# Top Tips



## jmjwhitfield (Apr 7, 2008)

1. IF YOU'RE CHOKING ON AN ICE CUBE, SIMPLY POUR A CUP OF BOILING 
WATER DOWN YOUR THROAT. PRESTO! THE BLOCKAGE WILL INSTANTLY REMOVE ITSELF.

2. AVOID CUTTING YOURSELF WHEN SLICING VEGETABLES BY GETTING SOMEONE ELSE TO HOLD THE VEGETABLES WHILE YOU CHOP.

3. AVOID ARGUMENTS WITH THE FEMALES ABOUT LIFTING THE TOILET SEAT BY USING THE SINK.

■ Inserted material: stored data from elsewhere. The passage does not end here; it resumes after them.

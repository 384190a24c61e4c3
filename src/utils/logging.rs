/// 日志工具模块
///
/// 提供日志初始化和输出的辅助函数
use crate::config::Config;
use crate::services::DataTier;
use tracing::info;
use tracing_subscriber::EnvFilter;

/// 初始化日志
///
/// `RUST_LOG` 优先；否则按 `verbose` 选择 debug 或 info。
/// 日志写到 stderr，stdout 只留给界面输出。
pub fn init(verbose: bool) {
    let default_level = if verbose { "question_browser=debug" } else { "question_browser=info" };
    let filter = EnvFilter::try_from_default_env().unwrap_or_else(|_| EnvFilter::new(default_level));

    let _ = tracing_subscriber::fmt()
        .with_env_filter(filter)
        .with_target(false)
        .with_writer(std::io::stderr)
        .try_init();
}

/// 记录程序启动信息
pub fn log_startup(config: &Config) {
    info!("{}", "=".repeat(60));
    info!(
        "🚀 程序启动 - {}",
        chrono::Local::now().format("%Y-%m-%d %H:%M:%S")
    );
    info!("📁 精简数据: {}", config.minimal_data_source);
    info!("📁 完整数据: {}", config.full_data_source);
    info!("💾 存储文件: {}", config.storage_file);
    info!("{}", "=".repeat(60));
}

/// 记录题目加载结果
pub fn log_questions_loaded(total: usize, tier: DataTier) {
    let tier = match tier {
        DataTier::Minimal => "精简",
        DataTier::Full => "完整",
    };
    info!("✓ 共载入 {} 道题（{}数据集）", total, tier);
}

/// 截断长文本用于日志显示
///
/// # 参数
/// - `text`: 原始文本
/// - `max_len`: 最大长度
///
/// # 返回
/// 返回截断后的文本
pub fn truncate_text(text: &str, max_len: usize) -> String {
    if text.chars().count() > max_len {
        text.chars().take(max_len).collect::<String>() + "..."
    } else {
        text.to_string()
    }
}

#[cfg(test)]
mod tests {
    use super::*;

    #[test]
    fn truncates_by_chars() {
        assert_eq!(truncate_text("什么是闭包？", 3), "什么是...");
        assert_eq!(truncate_text("short", 10), "short");
    }
}
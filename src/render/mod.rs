//! 渲染层
//!
//! 把可见题目、书签和主题状态投影成终端文本：列表、详情和统计面板

pub mod detail_view;
pub mod highlight;
pub mod list_view;
pub mod markdown;
pub mod palette;
pub mod stats_panel;

pub use detail_view::DetailView;
pub use list_view::{Card, ListView};
pub use markdown::render_markdown;
pub use palette::Palette;
pub use stats_panel::StatsPanel;
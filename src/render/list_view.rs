//! 题目列表视图
//!
//! `rebuild` 整体替换卡片；只改变书签图标时用 `patch_bookmark` 就地更新

use crate::models::QuestionRecord;
use crate::render::palette::{paint, Palette, BOLD, RESET};
use regex::RegexBuilder;

pub const BOOKMARKED_ICON: &str = "★";
pub const UNBOOKMARKED_ICON: &str = "☆";
pub const NO_RESULTS: &str = "没有符合条件的题目，试试更换筛选条件或搜索词。";

/// 单张题目卡片
#[derive(Debug, Clone, PartialEq, Eq)]
pub struct Card {
    pub id: i64,
    pub question: String,
    pub category: String,
    pub bookmarked: bool,
}

impl Card {
    pub fn icon(&self) -> &'static str {
        if self.bookmarked {
            BOOKMARKED_ICON
        } else {
            UNBOOKMARKED_ICON
        }
    }
}

/// 列表视图
#[derive(Debug, Default)]
pub struct ListView {
    cards: Vec<Card>,
    highlight_query: String,
    generation: u64,
}

impl ListView {
    pub fn new() -> Self {
        Self::default()
    }

    /// 按可见题目整体重建卡片
    pub fn rebuild(&mut self, visible: &[&QuestionRecord], bookmarks: &[i64], query: &str) {
        self.cards = visible
            .iter()
            .map(|q| Card {
                id: q.id,
                question: q.question.clone(),
                category: q.category().to_string(),
                bookmarked: bookmarks.contains(&q.id),
            })
            .collect();
        self.highlight_query = query.trim().to_string();
        self.generation += 1;
    }

    /// 只更新一张卡片的书签图标，卡片不在列表中时返回 false
    pub fn patch_bookmark(&mut self, id: i64, bookmarked: bool) -> bool {
        match self.cards.iter_mut().find(|c| c.id == id) {
            Some(card) => {
                card.bookmarked = bookmarked;
                true
            }
            None => false,
        }
    }

    pub fn cards(&self) -> &[Card] {
        &self.cards
    }

    pub fn card(&self, id: i64) -> Option<&Card> {
        self.cards.iter().find(|c| c.id == id)
    }

    /// 整体重建的次数
    pub fn generation(&self) -> u64 {
        self.generation
    }

    pub fn render(&self, palette: &Palette) -> String {
        if self.cards.is_empty() {
            return format!("{}\n", paint(palette.muted, NO_RESULTS));
        }

        let mut out = String::new();
        for card in &self.cards {
            let icon_color = if card.bookmarked { palette.warning } else { palette.muted };
            out.push_str(&format!(
                "{} {} {}\n",
                paint(palette.accent, &format!("#{}", card.id)),
                emphasize(&card.question, &self.highlight_query),
                paint(icon_color, card.icon()),
            ));
            out.push_str(&format!("   {}\n", paint(palette.tag, &format!("[{}]", card.category))));
        }
        out
    }
}

/// 不区分大小写地加粗文本中的搜索词
fn emphasize(text: &str, query: &str) -> String {
    if query.is_empty() {
        return text.to_string();
    }
    match RegexBuilder::new(&regex::escape(query)).case_insensitive(true).build() {
        Ok(re) => re
            .replace_all(text, |caps: &regex::Captures<'_>| format!("{BOLD}{}{RESET}", &caps[0]))
            .into_owned(),
        Err(_) => text.to_string(),
    }
}

#[cfg(test)]
mod tests {
    use super::*;
    use crate::models::ThemeMode;
    use crate::render::palette::strip_ansi;

    fn records() -> Vec<QuestionRecord> {
        vec![
            QuestionRecord::new(1, "What is JSON?", "a").with_kind("theory"),
            QuestionRecord::new(2, "Write a debounce", "b").with_kind("coding"),
            QuestionRecord::new(3, "Event loop", "c"),
        ]
    }

    #[test]
    fn rebuild_creates_cards_with_default_category() {
        let all = records();
        let visible: Vec<&QuestionRecord> = all.iter().collect();
        let mut view = ListView::new();
        view.rebuild(&visible, &[2], "");

        assert_eq!(view.generation(), 1);
        assert_eq!(view.cards().len(), 3);
        assert_eq!(view.card(3).unwrap().category, "theory");
        assert!(view.card(2).unwrap().bookmarked);
        assert!(!view.card(1).unwrap().bookmarked);
    }

    #[test]
    fn patch_updates_icon_without_rebuild() {
        let all = records();
        let visible: Vec<&QuestionRecord> = all.iter().collect();
        let mut view = ListView::new();
        view.rebuild(&visible, &[], "");

        assert!(view.patch_bookmark(1, true));
        assert_eq!(view.card(1).unwrap().icon(), BOOKMARKED_ICON);
        assert_eq!(view.generation(), 1);
        assert!(!view.patch_bookmark(42, true));
    }

    #[test]
    fn render_lists_cards() {
        let all = records();
        let visible: Vec<&QuestionRecord> = all.iter().take(1).collect();
        let mut view = ListView::new();
        view.rebuild(&visible, &[1], "");

        let text = strip_ansi(&view.render(&Palette::for_theme(ThemeMode::Light)));
        assert_eq!(text, "#1 What is JSON? ★\n   [theory]\n");
    }

    #[test]
    fn empty_list_renders_no_results() {
        let mut view = ListView::new();
        view.rebuild(&[], &[], "zzz");
        let text = strip_ansi(&view.render(&Palette::for_theme(ThemeMode::Dark)));
        assert_eq!(text, format!("{NO_RESULTS}\n"));
    }

    #[test]
    fn search_term_is_emphasized_case_insensitively() {
        let out = emphasize("What is JSON?", "json");
        assert_eq!(out, format!("What is {BOLD}JSON{RESET}?"));
        assert_eq!(emphasize("a+b", "+"), format!("a{BOLD}+{RESET}b"));
    }
}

4. FOR HIGH BLOOD PRESSURE SUFFERERS ~ SIMPLY CUT YOURSELF AND BLEED FOR A FEW MINUTES, THUS REDUCING THE PRESSURE ON YOU VEINS. REMEMBER TO USE A TIMER.

5. A MOUSE TRAP PLACED ON TOP OF YOUR ALARM CLOCK WILL PREVENT YOU FROM ROLLING OVER AND GOING BACK TO SLEEP AFTER YOU HIT THE SNOOZE 
BUTTON.

6. IF YOU HAVE A BAD COUGH, TAKE A LARGE DOSE OF LAXATIVES. THEN YOU'LL BE AFRAID TO COUGH.

7. YOU ONLY NEED TWO TOOLS IN LIFE - WD-40 AND DUCT TAPE.

IF IT DOESN'T MOVE AND SHOULD, USE THE WD-40. IF IT SHOULDN'T MOVE AND DOES, USE THE DUCT TAPE.

8. REMEMBER - EVERYONE SEEMS NORMAL UNTIL YOU GET TO KNOW THEM.

9. IF YOU CAN'T FIX IT WITH A HAMMER, YOU'VE GOT AN ELECTRICAL PROBLEM.

DAILY THOUGHT: SOME PEOPLE ARE LIKE SLINKIES - NOT REALLY GOOD FOR 
ANYTHING BUT THEY BRING A SMILE TO YOUR FACE WHEN PUSHED DOWN THE 
STAIRS.


----------



## YELLOW_TT (Feb 25, 2004)

:lol: Someone has been reading the Viz


----------



## Wallsendmag (Feb 12, 2004)

:lol: :lol:


----------



## Hark (Aug 23, 2007)

Like that

DAILY THOUGHT: SOME PEOPLE ARE LIKE SLINKIES - NOT REALLY GOOD FOR
ANYTHING BUT THEY BRING A SMILE TO YOUR FACE WHEN PUSHED DOWN THE
STAIRS.


----------



## qooqiiu (Oct 12, 2007)

3. AVOID ARGUMENTS WITH THE FEMALES ABOUT LIFTING THE TOILET SEAT BY USING THE SINK

:roll:


----------